Richard_L gravatar image

I implemented the Laplace-Beltrami operator on a scalar function psi as * d * d psi. This works correctly in the manifolds R2, R4 and R6, but run-time increases super-exponentially with dimension. For R8, I gave up after 26 hours (and noticed that memory use was > 5.5 GB in core plus 4.5 GB swapped out). Below is the case of R6 for a known result: center-of-mass separation of two particles.

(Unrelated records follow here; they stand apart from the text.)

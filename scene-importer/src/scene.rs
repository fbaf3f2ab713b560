//! Scene representation and management
//!
//! A [`Scene`] owns every piece of imported data in flat arrays. Nodes
//! reference meshes by index, meshes reference materials by index and
//! animation channels and bones reference nodes by name. All of those links
//! are checked by [`Scene::validate`] before a scene is handed out.

use std::collections::HashSet;

use bitflags::bitflags;

use crate::{
    aabb::AABB,
    animation::Animation,
    camera::Camera,
    error::{Error, Result},
    importer::{Importer, PropertyStore},
    light::Light,
    material::Material,
    mesh::Mesh,
    metadata::Metadata,
    node::{Node, NodeData, NodeId},
    postprocess::PostProcessSteps,
    types::{Handedness, Matrix4x4},
};

bitflags! {
    /// Scene state flags
    #[derive(Debug, Clone, Copy, PartialEq, Eq, Hash, Default)]
    pub struct SceneFlags: u32 {
        /// The scene lacks meshes or materials; usually a pure skeleton or animation file
        const INCOMPLETE = 0x1;
        /// The scene passed structural validation
        const VALIDATED = 0x2;
        /// Validation passed but raised warnings
        const VALIDATION_WARNING = 0x4;
        /// Vertices are shared between faces
        const NON_VERBOSE_FORMAT = 0x8;
        /// The scene describes terrain patches
        const TERRAIN = 0x10;
    }
}

/// A 3D scene containing meshes, materials, animations, and other assets
#[derive(Debug, Clone, PartialEq)]
pub struct Scene {
    pub(crate) nodes: Vec<NodeData>,
    pub(crate) root: NodeId,
    pub(crate) meshes: Vec<Mesh>,
    pub(crate) materials: Vec<Material>,
    pub(crate) animations: Vec<Animation>,
    pub(crate) lights: Vec<Light>,
    pub(crate) cameras: Vec<Camera>,
    pub(crate) metadata: Metadata,
    pub(crate) flags: SceneFlags,
    pub(crate) handedness: Handedness,
    pub(crate) diagnostics: Vec<String>,
}

impl Scene {
    /// Load a scene from a file with default settings
    ///
    /// For more control, use `Importer::new().read_file(path).import_file(path)`.
    pub fn from_file<P: AsRef<std::path::Path>>(path: P) -> Result<Self> {
        Importer::new().import_file(path)
    }

    /// Load a scene from a file with post-processing steps
    pub fn from_file_with_flags<P: AsRef<std::path::Path>>(
        path: P,
        post_process: PostProcessSteps,
    ) -> Result<Self> {
        Importer::new()
            .read_file(&path)
            .with_post_process(post_process)
            .import_file(path)
    }

    /// Load a scene from a file with properties and post-processing steps
    ///
    /// # Example
    /// ```rust,no_run
    /// use scene_importer::{Scene, PropertyStore, postprocess::PostProcessSteps, import_properties};
    ///
    /// # fn main() -> Result<(), Box<dyn std::error::Error>> {
    /// let mut props = PropertyStore::new();
    /// props.set_int(import_properties::SMD_KEYFRAME, 5);
    ///
    /// let scene = Scene::from_file_with_props(
    ///     "walk.smd",
    ///     PostProcessSteps::VALIDATE_DATA_STRUCTURE,
    ///     &props,
    /// )?;
    /// # let _ = scene;
    /// # Ok(())
    /// # }
    /// ```
    pub fn from_file_with_props<P: AsRef<std::path::Path>>(
        path: P,
        post_process: PostProcessSteps,
        props: &PropertyStore,
    ) -> Result<Self> {
        Importer::new()
            .read_file(&path)
            .with_post_process(post_process)
            .with_property_store_ref(props)
            .import_file(path)
    }

    /// Load a scene from memory with default settings
    ///
    /// `hint` is the file extension used to pick a reader.
    pub fn from_memory(data: &[u8], hint: Option<&str>) -> Result<Self> {
        Importer::new().import_from_memory(data, hint)
    }

    /// Get the scene flags
    pub fn flags(&self) -> SceneFlags {
        self.flags
    }

    /// Check if the scene is incomplete
    pub fn is_incomplete(&self) -> bool {
        self.flags.contains(SceneFlags::INCOMPLETE)
    }

    /// Check if the scene was validated
    pub fn is_validated(&self) -> bool {
        self.flags.contains(SceneFlags::VALIDATED)
    }

    /// Check if the scene contains validation warnings
    pub fn has_validation_warnings(&self) -> bool {
        self.flags.contains(SceneFlags::VALIDATION_WARNING)
    }

    /// Check if the scene is non-verbose
    pub fn is_non_verbose(&self) -> bool {
        self.flags.contains(SceneFlags::NON_VERBOSE_FORMAT)
    }

    /// Check if terrain patches are present
    pub fn has_terrain(&self) -> bool {
        self.flags.contains(SceneFlags::TERRAIN)
    }

    /// Coordinate convention the scene data is expressed in
    pub fn handedness(&self) -> Handedness {
        self.handedness
    }

    /// Recoverable problems reported while importing, in the order they occurred
    pub fn import_diagnostics(&self) -> &[String] {
        &self.diagnostics
    }

    /// Get the root node of the scene
    pub fn root_node(&self) -> Node<'_> {
        Node::new(self, self.root)
    }

    /// Get a node by handle
    pub fn node(&self, id: NodeId) -> Option<Node<'_>> {
        (id.index() < self.nodes.len()).then(|| Node::new(self, id))
    }

    /// Get the number of nodes in the scene
    pub fn num_nodes(&self) -> usize {
        self.nodes.len()
    }

    /// All nodes in depth-first pre-order, starting at the root
    pub fn nodes(&self) -> impl Iterator<Item = Node<'_>> + '_ {
        self.root_node().descendants()
    }

    /// Find a node by name anywhere in the hierarchy
    pub fn find_node(&self, name: &str) -> Option<Node<'_>> {
        self.root_node().find_node(name)
    }

    /// Get the number of meshes in the scene
    pub fn num_meshes(&self) -> usize {
        self.meshes.len()
    }

    /// Get a mesh by index
    pub fn mesh(&self, index: usize) -> Option<&Mesh> {
        self.meshes.get(index)
    }

    /// Get an iterator over all meshes
    pub fn meshes(&self) -> std::slice::Iter<'_, Mesh> {
        self.meshes.iter()
    }

    /// Get the number of materials in the scene
    pub fn num_materials(&self) -> usize {
        self.materials.len()
    }

    /// Get a material by index
    pub fn material(&self, index: usize) -> Option<&Material> {
        self.materials.get(index)
    }

    /// Get an iterator over all materials
    pub fn materials(&self) -> std::slice::Iter<'_, Material> {
        self.materials.iter()
    }

    /// Get the number of animations in the scene
    pub fn num_animations(&self) -> usize {
        self.animations.len()
    }

    /// Get an animation by index
    pub fn animation(&self, index: usize) -> Option<&Animation> {
        self.animations.get(index)
    }

    /// Get an iterator over all animations
    pub fn animations(&self) -> std::slice::Iter<'_, Animation> {
        self.animations.iter()
    }

    /// Get the number of cameras in the scene
    pub fn num_cameras(&self) -> usize {
        self.cameras.len()
    }

    /// Get a camera by index
    pub fn camera(&self, index: usize) -> Option<&Camera> {
        self.cameras.get(index)
    }

    /// Get an iterator over all cameras
    pub fn cameras(&self) -> std::slice::Iter<'_, Camera> {
        self.cameras.iter()
    }

    /// Get the number of lights in the scene
    pub fn num_lights(&self) -> usize {
        self.lights.len()
    }

    /// Get a light by index
    pub fn light(&self, index: usize) -> Option<&Light> {
        self.lights.get(index)
    }

    /// Get an iterator over all lights
    pub fn lights(&self) -> std::slice::Iter<'_, Light> {
        self.lights.iter()
    }

    /// Get scene metadata
    pub fn metadata(&self) -> &Metadata {
        &self.metadata
    }

    /// Bounds of all mesh instances, in root space
    pub fn bounding_box(&self) -> AABB {
        let mut bounds = AABB::empty();
        for node in self.nodes() {
            let global = node.global_transformation();
            for mesh in node.mesh_indices().filter_map(|i| self.meshes.get(i)) {
                bounds.expand_to_include_aabb(&mesh.aabb().transformed(&global));
            }
        }
        bounds
    }

    /// Check every structural invariant of the scene graph.
    ///
    /// The hierarchy must be a tree rooted at [`Scene::root_node`] that reaches
    /// every node exactly once, and every index must point into its array.
    pub fn validate(&self) -> Result<()> {
        let node_count = self.nodes.len();
        if self.root.index() >= node_count {
            return Err(Error::invalid_scene("scene has no root node"));
        }
        if self.nodes[self.root.index()].parent.is_some() {
            return Err(Error::invalid_scene("root node has a parent"));
        }

        let mut visited = vec![false; node_count];
        let mut stack = vec![self.root];
        while let Some(id) = stack.pop() {
            if std::mem::replace(&mut visited[id.index()], true) {
                return Err(Error::invalid_scene(format!(
                    "node '{}' is reachable twice",
                    self.nodes[id.index()].name
                )));
            }
            let node = &self.nodes[id.index()];
            for &mesh in &node.meshes {
                if mesh as usize >= self.meshes.len() {
                    return Err(Error::invalid_scene(format!(
                        "node '{}' references mesh {mesh} of {}",
                        node.name,
                        self.meshes.len()
                    )));
                }
            }
            for &child in &node.children {
                let child_node = self.nodes.get(child.index()).ok_or_else(|| {
                    Error::invalid_scene(format!("node '{}' has a dangling child", node.name))
                })?;
                if child_node.parent != Some(id) {
                    return Err(Error::invalid_scene(format!(
                        "node '{}' does not point back to its parent '{}'",
                        child_node.name, node.name
                    )));
                }
                stack.push(child);
            }
        }
        if let Some(orphan) = visited.iter().position(|v| !v) {
            return Err(Error::invalid_scene(format!(
                "node '{}' is not reachable from the root",
                self.nodes[orphan].name
            )));
        }

        for mesh in &self.meshes {
            validate_mesh(mesh, self.materials.len())?;
        }
        Ok(())
    }

    /// Global transform of every node, indexed by node id
    pub(crate) fn global_transforms(&self) -> Vec<Matrix4x4> {
        let mut globals = vec![Matrix4x4::IDENTITY; self.nodes.len()];
        let mut stack = vec![(self.root, Matrix4x4::IDENTITY)];
        while let Some((id, parent)) = stack.pop() {
            let node = &self.nodes[id.index()];
            let global = parent * node.transformation;
            globals[id.index()] = global;
            stack.extend(node.children.iter().map(|&c| (c, global)));
        }
        globals
    }

    /// Names used by more than one node
    pub(crate) fn duplicate_node_names(&self) -> HashSet<&str> {
        let mut seen = HashSet::new();
        self.nodes
            .iter()
            .filter(|n| !seen.insert(n.name.as_str()))
            .map(|n| n.name.as_str())
            .collect()
    }
}

fn validate_mesh(mesh: &Mesh, material_count: usize) -> Result<()> {
    let vertex_count = mesh.vertices.len();
    if vertex_count == 0 || mesh.faces.is_empty() {
        return Err(Error::invalid_scene(format!(
            "mesh '{}' has no vertices or faces",
            mesh.name
        )));
    }
    if mesh.material_index as usize >= material_count {
        return Err(Error::invalid_scene(format!(
            "mesh '{}' references material {} of {material_count}",
            mesh.name, mesh.material_index
        )));
    }
    for face in &mesh.faces {
        if face.indices.is_empty() {
            return Err(Error::invalid_scene(format!(
                "mesh '{}' has an empty face",
                mesh.name
            )));
        }
        if let Some(&bad) = face.indices.iter().find(|&&i| i as usize >= vertex_count) {
            return Err(Error::invalid_scene(format!(
                "mesh '{}' face index {bad} exceeds {vertex_count} vertices",
                mesh.name
            )));
        }
    }

    let parallel = mesh
        .normals
        .iter()
        .map(Vec::len)
        .chain(mesh.texture_coords.iter().flatten().map(Vec::len))
        .chain(mesh.colors.iter().flatten().map(Vec::len));
    for len in parallel {
        if len != vertex_count {
            return Err(Error::invalid_scene(format!(
                "mesh '{}' has a per-vertex array of {len} entries for {vertex_count} vertices",
                mesh.name
            )));
        }
    }

    for bone in &mesh.bones {
        if let Some(w) = bone
            .weights
            .iter()
            .find(|w| w.vertex_id as usize >= vertex_count)
        {
            return Err(Error::invalid_scene(format!(
                "bone '{}' weights vertex {} of mesh '{}'",
                bone.name, w.vertex_id, mesh.name
            )));
        }
    }
    Ok(())
}

#[cfg(test)]
mod tests {
    use super::*;
    use crate::{builder::SceneBuilder, mesh::Face, types::Vector3D};

    fn triangle_scene() -> Scene {
        let mut builder = SceneBuilder::new();
        let root = builder.add_node("root", Matrix4x4::IDENTITY, None);
        let child = builder.add_node(
            "moved",
            Matrix4x4::from_translation(Vector3D::new(10.0, 0.0, 0.0)),
            Some(root),
        );
        let material = builder.add_material(Material::named("m"));
        let mesh = builder.add_mesh(
            Mesh::new(
                "tri",
                vec![Vector3D::ZERO, Vector3D::X, Vector3D::Y],
                vec![Face::new(vec![0, 1, 2])],
            )
            .with_material_index(material),
        );
        builder.attach_mesh(child, mesh);
        builder.build().expect("valid scene")
    }

    #[test]
    fn test_accessors() {
        let scene = triangle_scene();
        assert_eq!(scene.num_nodes(), 2);
        assert_eq!(scene.num_meshes(), 1);
        assert_eq!(scene.meshes().len(), 1);
        assert!(scene.mesh(1).is_none());
        assert_eq!(scene.material(0).map(|m| m.name()), Some("m".to_string()));
        assert_eq!(scene.find_node("moved").map(|n| n.num_meshes()), Some(1));
        assert!(!scene.is_incomplete());
        assert_eq!(scene.handedness(), Handedness::Right);
    }

    #[test]
    fn test_bounding_box_uses_global_transforms() {
        let bounds = triangle_scene().bounding_box();
        assert_eq!(bounds.min, Vector3D::new(10.0, 0.0, 0.0));
        assert_eq!(bounds.max, Vector3D::new(11.0, 1.0, 0.0));
    }

    #[test]
    fn test_validate_rejects_bad_indices() {
        let mut scene = triangle_scene();
        scene.meshes[0].faces.push(Face::new(vec![0, 1, 9]));
        assert!(matches!(scene.validate(), Err(Error::InvalidScene { .. })));

        let mut scene = triangle_scene();
        scene.nodes[0].meshes.push(4);
        assert!(scene.validate().is_err());

        let mut scene = triangle_scene();
        scene.meshes[0].normals = Some(vec![Vector3D::Z; 2]);
        assert!(scene.validate().is_err());

        let mut scene = triangle_scene();
        scene.meshes[0].material_index = 3;
        assert!(scene.validate().is_err());
    }

    #[test]
    fn test_validate_rejects_broken_tree() {
        let mut scene = triangle_scene();
        scene.nodes[1].parent = None;
        assert!(scene.validate().is_err());

        let mut scene = triangle_scene();
        scene.nodes[1].children.push(NodeId(0));
        scene.nodes[0].parent = Some(NodeId(1));
        assert!(scene.validate().is_err());
    }
}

My question: is there a more efficient way to compute the Laplace-Beltrami operator on a scalar function?

sage: version()
'SageMath version 7.6, Release Date: 2017-03-25'
sage: Parallelism().set(nproc=1)
sage: M = Manifold(2*3,'R^6',field='real',start_index=1)
sage: m1, m2 = var('m1 m2', domain='real'); # Not domain='positive', avoiding Maxima bug
sage: #m1=1; m2=1; # for testing. Does impact execution time.
sage: m_CM = m1+m2; mu1 = m1/m_CM; mu2 = m2/m_CM; mu = m1*m2/m_CM

Remembering that the Schrödinger equation has terms $$\hbar / (2*m) \nabla \psi,$$ we adjust the metric accordingly.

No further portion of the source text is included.